In the space of forty eight hours so many things had happened that it seemed as if we had been in Le Havre a month or more. We were planning to leave early Monday morning, as Fillmore had to be back on the job. We spent Sunday drinking and carousing27, clap or no clap. That afternoon Collins confided28 to us that he was thinking of returning to his ranch29 in Idaho; he hadn't been home for eight years and he wanted to have a look at the mountains again before making another voyage East. We were sitting in a whorehouse at the time, waiting for a girl to appear; he had promised to slip her some cocaine30. He was fed up with Le Havre, he told us. Too many vultures hanging around his neck. Besides, Jimmie's wife had fallen in love with him and she was making things hot for him with her jealous fits. There was a scene almost every night. She had been on her good behaviour since we arrived, but it wouldn't last, he promised us. She was particularly jealous of a Russian girl who came to the bar now and then when she got tight. A troublemaker31. On top of it all he was desperately32 in love with this boy whom he had told us about the first day. "A boy can break your heart," he said. "He's so damned beautiful! And so cruel!" We had to laugh at this. It sounded preposterous33. But Collins was in earnest.
到了星期日午夜前后我和菲尔莫去睡了,人们给了我们一间在酒吧顶上的房间,这儿闷热极了,一点儿气也不透。透过打开的窗子我们能听到他们在楼下喊叫,留声机不停地在唱。突然暴风雨来临了—一场常见的大暴雨。在雷鸣声和打在窗玻璃上的风雨声中,楼下酒吧里爆发的另一场风暴也传进了我们耳朵。这声音近得吓人,十分不祥,女人们扯着嗓子拼命尖叫、酒瓶砸得粉碎、桌子被掀翻,还不时传来人的身体砰然摔倒在地板上发出的熟悉的、令人作呕的响声。
Around midnight Sunday Fillmore and I retired34; we had been given a room upstairs over the bar. It was sultry as the devil, not a breath of air stirring. Through the open windows we could hear them shouting downstairs and the gramophone going continually. All of a sudden a storm broke – a regular cloudburst. And between the thunderclaps and the squalls that lashed35 the windowpanes there came to our ears the sound of another storm raging downstairs at the bar.
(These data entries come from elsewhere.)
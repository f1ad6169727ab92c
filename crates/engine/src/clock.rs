//! Time source for everything in the engine that looks at "now".

use std::{
    fmt,
    sync::{Mutex, PoisonError},
};

use chrono::{DateTime, NaiveTime, TimeDelta, Utc};

/// Clock abstracts access to the current timestamp so the scheduler and
/// validations stay deterministic in tests.
pub trait Clock: Send + Sync + fmt::Debug {
    /// Returns the current UTC timestamp.
    fn now(&self) -> DateTime<Utc>;

    /// Returns the start of the current UTC day.
    fn today(&self) -> DateTime<Utc> {
        self.now()
            .date_naive()
            .and_time(NaiveTime::MIN)
            .and_utc()
    }
}

/// Wall clock.
#[derive(Clone, Copy, Debug, Default)]
pub struct SystemClock;

impl Clock for SystemClock {
    fn now(&self) -> DateTime<Utc> {
        Utc::now()
    }
}

/// A clock that only moves when told to.
#[derive(Debug)]
pub struct ManualClock {
    now: Mutex<DateTime<Utc>>,
}

impl ManualClock {
    pub fn new(now: DateTime<Utc>) -> Self {
        Self {
            now: Mutex::new(now),
        }
    }

    pub fn set(&self, now: DateTime<Utc>) {
        *self.now.lock().unwrap_or_else(PoisonError::into_inner) = now;
    }

    pub fn advance(&self, by: TimeDelta) {
        let mut guard = self.now.lock().unwrap_or_else(PoisonError::into_inner);
        *guard += by;
    }
}

impl Clock for ManualClock {
    fn now(&self) -> DateTime<Utc> {
        *self.now.lock().unwrap_or_else(PoisonError::into_inner)
    }
}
It sounded frightfully close and sinister36; the women were shrieking37 at the tops of their lungs, bottles were crashing, tables were upset and there was that familiar, nauseating38 thud that the human body makes when it crashes to the floor.
大约到了六点柯林斯把头探进门来,他脸上敷满药膏,一只胳膊用吊带吊着,还咧着大嘴笑呢。
About six o'clock Collins stuck his head in the door. His face was all plastered and one arm was stuck in a sling39. He had a big grin on his face.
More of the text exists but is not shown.